All told, SFO makes hundreds of changes to TWW2, but this is how project lead Venris sums up the ethos behind the mod as a whole. Put simply, SFO turns Creative Assembly’s grand strategy game into a slower but richer experience. Hundreds of new buildings, character skills, unit abilities, and technologies all work towards making the game a more faithful recreation of its tabletop counterpart. Battles are longer, elite units are rarer but more powerful, magic is more impactful, and legendary lords are terrifying.
There’s a surge of excitement in the chat as the softly spoken, Polish-accented Venris enters, and, after some mic difficulties, begins to show off one of the update’s new features – a special iteration of the hulking orcish Rogue Idol, specific to orcish shaman Wurrzag. In tabletop, the Rogue Idol is exclusive to Games Workshop’s sister company Forgeworld, who offer lavish and expensive additions to an already lavish and expensive hobby. Its inclusion in Total Warhammer 2 speaks to Creative Assembly’s knack for digging up impressive oddities from the wider Warhammer world, like the Vampire Coast’s Necrofex Colossus, and adding jaw dropping translations of them as the centrepieces for its DLC.
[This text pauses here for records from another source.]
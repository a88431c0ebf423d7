/// Transport boundary between the pool and a memcached server
///
/// A `Connector` opens connections, a `Transport` performs one request/reply
/// round trip at a time on an open connection. The pool owns transports; it
/// never looks inside them.
#[cfg(any(test, feature = "testing"))]
pub mod memory;
pub mod tcp;

use async_trait::async_trait;
use std::fmt;
use std::io;

use crate::core::ServerSpec;
use crate::error::MemcacheResult;
use crate::protocol::{Request, Response};

#[cfg(any(test, feature = "testing"))]
pub use memory::{MemoryConnector, MemoryServer};
pub use tcp::{TcpConnector, TcpTransport};

/// One open connection to one server
#[async_trait]
pub trait Transport: Send {
    /// Send a request and read its complete reply.
    ///
    /// Any error leaves the connection in an unknown state; callers discard it.
    async fn round_trip(&mut self, request: &Request) -> MemcacheResult<Response>;
}

/// Opens transports to servers
#[async_trait]
pub trait Connector: Send + Sync {
    async fn connect(&self, server: &ServerSpec) -> ConnectionResult;
}

/// Result of a connection attempt
pub enum ConnectionResult {
    Success(Box<dyn Transport>),
    Timeout,
    ConnectionRefused,
    NetworkError(io::Error),
}

impl ConnectionResult {
    pub fn is_success(&self) -> bool {
        matches!(self, ConnectionResult::Success(_))
    }
}

impl fmt::Debug for ConnectionResult {
    fn fmt(&self, f: &mut fmt::Formatter<'_>) -> fmt::Result {
        match self {
            ConnectionResult::Success(_) => write!(f, "Success"),
            ConnectionResult::Timeout => write!(f, "Timeout"),
            ConnectionResult::ConnectionRefused => write!(f, "ConnectionRefused"),
            ConnectionResult::NetworkError(e) => write!(f, "NetworkError({})", e),
        }
    }
}

impl fmt::Display for ConnectionResult {
    fn fmt(&self, f: &mut fmt::Formatter<'_>) -> fmt::Result {
        match self {
            ConnectionResult::Success(_) => write!(f, "connected"),
            ConnectionResult::Timeout => write!(f, "connect timed out"),
            ConnectionResult::ConnectionRefused => write!(f, "connection refused"),
            ConnectionResult::NetworkError(e) => write!(f, "network error: {}", e),
        }
    }
}
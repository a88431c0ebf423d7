pub mod config;
pub mod error;
/// Memcluster - multi-cluster memcached client
///
/// Keys are spread over the servers of a cluster by weighted modulo or
/// consistent hashing, with per-server connection pools, failover to the next
/// candidate server and failback once a dead server answers again. Several
/// named clusters live side by side in a `ClusterRegistry`.
pub mod client;
pub mod core;
pub mod health;
pub mod pool;
pub mod protocol;
pub mod registry;
pub mod routing;
pub mod stats;
pub mod transport;
pub mod utils;

pub use client::{ClusterClient, COUNTER_FAILURE};
pub use config::{ClusterConfig, Config, ConfigError, LoggingConfig};
pub use core::{Item, ServerSpec};
pub use error::{MemcacheError, MemcacheResult};
pub use pool::{PoolSnapshot, ServerPool};
pub use registry::{ClusterRegistry, ClusterScope};
pub use routing::{BucketRouter, HashingAlgorithm};
pub use stats::{CacheDump, ClusterStats, MemcachedStats, StatsItems, StatsSlabs};
pub use transport::{Connector, TcpConnector};
#[cfg(any(test, feature = "testing"))]
pub use transport::{MemoryConnector, MemoryServer};
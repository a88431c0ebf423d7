/// Background maintenance of a `ServerPool`
///
/// Each pass walks every server and, in order: closes idle connections past
/// `max_idle` (keeping `min_conn` idle), reclaims leases held past
/// `max_busy_time`, tops the server back up to `min_conn` and finally probes one
/// idle connection. Dead servers that are due for a retry get their connection
/// attempt through the top-up step.
use std::sync::Arc;
use tokio::time::{Instant, MissedTickBehavior};
use tracing::{debug, warn};

use super::{PendingGuard, ServerPool, ServerSlot};

/// What one maintenance pass did
#[derive(Debug, Default, Clone, Copy, PartialEq, Eq)]
pub struct MaintenanceReport {
    /// Idle connections closed for exceeding `max_idle` or `max_conn`
    pub expired: usize,
    /// Leases revoked for exceeding `max_busy_time`
    pub reclaimed: usize,
    /// Connections opened to reach `min_conn`
    pub opened: usize,
    /// Servers found dead by the idle probe
    pub probe_failures: usize,
}

impl MaintenanceReport {
    pub fn is_quiet(&self) -> bool {
        *self == MaintenanceReport::default()
    }

    fn merge(&mut self, other: MaintenanceReport) {
        self.expired += other.expired;
        self.reclaimed += other.reclaimed;
        self.opened += other.opened;
        self.probe_failures += other.probe_failures;
    }
}

impl ServerPool {
    /// Start the background maintenance task; does nothing when the interval is 0
    pub fn start_maintenance(self: &Arc<Self>) {
        let interval = match self.config.maintenance_interval() {
            Some(interval) => interval,
            None => {
                debug!("Maintenance disabled for cluster {}", self.cluster);
                return;
            }
        };

        let pool = Arc::downgrade(self);
        let task = tokio::spawn(async move {
            let mut ticker = tokio::time::interval(interval);
            ticker.set_missed_tick_behavior(MissedTickBehavior::Delay);

            loop {
                ticker.tick().await;
                let pool = match pool.upgrade() {
                    Some(pool) if !pool.is_shut_down() => pool,
                    _ => break,
                };

                let report = pool.run_maintenance().await;
                if !report.is_quiet() {
                    debug!("Maintenance pass for cluster {}: {:?}", pool.cluster, report);
                }
            }
        });

        if let Some(previous) = self.maintenance.lock().replace(task) {
            previous.abort();
        }
    }

    /// Run one maintenance pass over every server
    pub async fn run_maintenance(&self) -> MaintenanceReport {
        let mut report = MaintenanceReport::default();
        for slot in self.slots_in_order() {
            if self.is_shut_down() {
                break;
            }
            report.merge(self.maintain_server(&slot).await);
        }
        report
    }

    async fn maintain_server(&self, slot: &ServerSlot) -> MaintenanceReport {
        let mut report = MaintenanceReport {
            expired: self.expire_idle(slot),
            reclaimed: self.reclaim_busy(slot),
            ..MaintenanceReport::default()
        };

        // A dead server needs at least one attempt to fail back
        let target = if slot.state.lock().health.alive {
            self.config.min_conn
        } else {
            self.config.min_conn.max(1)
        };
        report.opened = self.fill(slot, target).await;

        if self.config.maintenance_probe && self.probe_idle(slot).await {
            report.probe_failures = 1;
        }
        report
    }

    fn expire_idle(&self, slot: &ServerSlot) -> usize {
        let max_idle = self.config.max_idle();
        let now = Instant::now();
        let mut state = slot.state.lock();
        let mut closed = 0;

        // Oldest connections sit at the front
        if !max_idle.is_zero() {
            while state.idle.len() > self.config.min_conn {
                match state.idle.front() {
                    Some(conn) if now.duration_since(conn.idle_since) > max_idle => {
                        state.idle.pop_front();
                        closed += 1;
                    }
                    _ => break,
                }
            }
        }

        while state.total() > self.config.max_conn && state.idle.pop_front().is_some() {
            closed += 1;
        }

        if closed > 0 {
            debug!("Closed {} idle connections to {}", closed, slot.spec.addr);
        }
        closed
    }

    fn reclaim_busy(&self, slot: &ServerSlot) -> usize {
        let max_busy = self.config.max_busy_time();
        if max_busy.is_zero() {
            return 0;
        }

        let now = Instant::now();
        let mut state = slot.state.lock();
        let overdue: Vec<u64> = state
            .leased
            .iter()
            .filter(|(_, record)| now.duration_since(record.leased_at) > max_busy)
            .map(|(&id, _)| id)
            .collect();

        for id in &overdue {
            if let Some(record) = state.leased.remove(id) {
                record.lease.revoke();
                warn!(
                    "Reclaimed connection {} to {} after {:?} checked out",
                    id,
                    slot.spec.addr,
                    now.duration_since(record.leased_at)
                );
            }
        }
        overdue.len()
    }

    /// Probe the oldest idle connection; returns true when it failed
    async fn probe_idle(&self, slot: &ServerSlot) -> bool {
        let (mut conn, pending) = {
            let mut state = slot.state.lock();
            if !state.health.alive {
                return false;
            }
            match state.idle.pop_front() {
                Some(conn) => (conn, PendingGuard::claim(&slot.state, &mut state)),
                None => return false,
            }
        };

        let status = self.health.probe(&slot.spec.addr, conn.transport.as_mut()).await;

        let mut state = slot.state.lock();
        pending.release(&mut state);
        if status.is_healthy() {
            if !self.is_shut_down() {
                state.idle.push_front(conn);
            }
            false
        } else {
            self.mark_dead_locked(&slot.spec, &mut state, &status.to_string());
            true
        }
    }
}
The SFO team, for their part, have paid extra attention to integrating the stunning new model into their mod, and the stream seems impressed. Gameplay overhaul mods, though all undeniably impressive achievements, aren’t exactly uncommon. To have this sort of communal event centre on an update to such a mod, though, feels unique, exciting, and very special.
Speaking from the home in Poland he shares with his wife and young son, Venris tells me how he joined the modder Steel Faith in 2017 as part of the SFO team. Until this point, Venris was involved in making submods for TWW, alongside games like Skyrim and Mount and Blade. He is, in his own words, a ‘mod addict’, who’ll often “waste four hours searching for mods and play for one.” When Steel Faith himself moved on, Venris took over as project lead.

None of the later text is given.